'''
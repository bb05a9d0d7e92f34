use chrono::NaiveDate;
use shared::week::{DayFilter, DaySet, day_from_token, weekday_index};

fn noon(year: i32, month: u32, day: u32) -> chrono::NaiveDateTime {
    NaiveDate::from_ymd_opt(year, month, day)
        .unwrap()
        .and_hms_opt(12, 0, 0)
        .unwrap()
}

#[test]
fn weekdays_are_numbered_from_monday() {
    // 2024-01-01 was a Monday.
    assert_eq!(weekday_index(noon(2024, 1, 1)), 0);
    assert_eq!(weekday_index(noon(2024, 1, 2)), 1);
    assert_eq!(weekday_index(noon(2024, 1, 6)), 5);
    assert_eq!(weekday_index(noon(2024, 1, 7)), 6);
}

#[test]
fn recurrence_tokens_map_to_day_indices() {
    assert_eq!(day_from_token("MO"), Some(0));
    assert_eq!(day_from_token("TH"), Some(3));
    assert_eq!(day_from_token("SU"), Some(6));
    assert_eq!(day_from_token("XX"), None);
    assert_eq!(day_from_token("mo"), None);
}

#[test]
fn day_sets_track_membership() {
    let weekend = DaySet::from_days([5, 6]);
    assert!(weekend.contains(5));
    assert!(weekend.contains(6));
    assert!(!weekend.contains(0));
    assert_eq!(weekend.days(), vec![5, 6]);
}

#[test]
fn day_sets_ignore_out_of_range_days() {
    let set = DaySet::from_days([2, 9, 200]);
    assert_eq!(set.days(), vec![2]);
}

#[test]
fn empty_day_set_is_empty() {
    assert!(DaySet::from_days([]).is_empty());
    assert!(!DaySet::from_days([0]).is_empty());
}

#[test]
fn unrestricted_filter_permits_every_day() {
    for day in 0..7 {
        assert!(DayFilter::Unrestricted.permits(day));
    }
}

#[test]
fn day_filter_from_stored_null_is_unrestricted() {
    assert_eq!(DayFilter::from_stored(None), DayFilter::Unrestricted);
    assert_eq!(
        DayFilter::from_stored(Some(&[0, 1, 2])),
        DayFilter::Days(DaySet::from_days([0, 1, 2]))
    );
}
'''
Using the listing, copy every line where the word "weekend" shows up.

    let weekend = DaySet::from_days([5, 6]);
    assert!(weekend.contains(5));
    assert!(weekend.contains(6));
    assert!(!weekend.contains(0));
    assert_eq!(weekend.days(), vec![5, 6]);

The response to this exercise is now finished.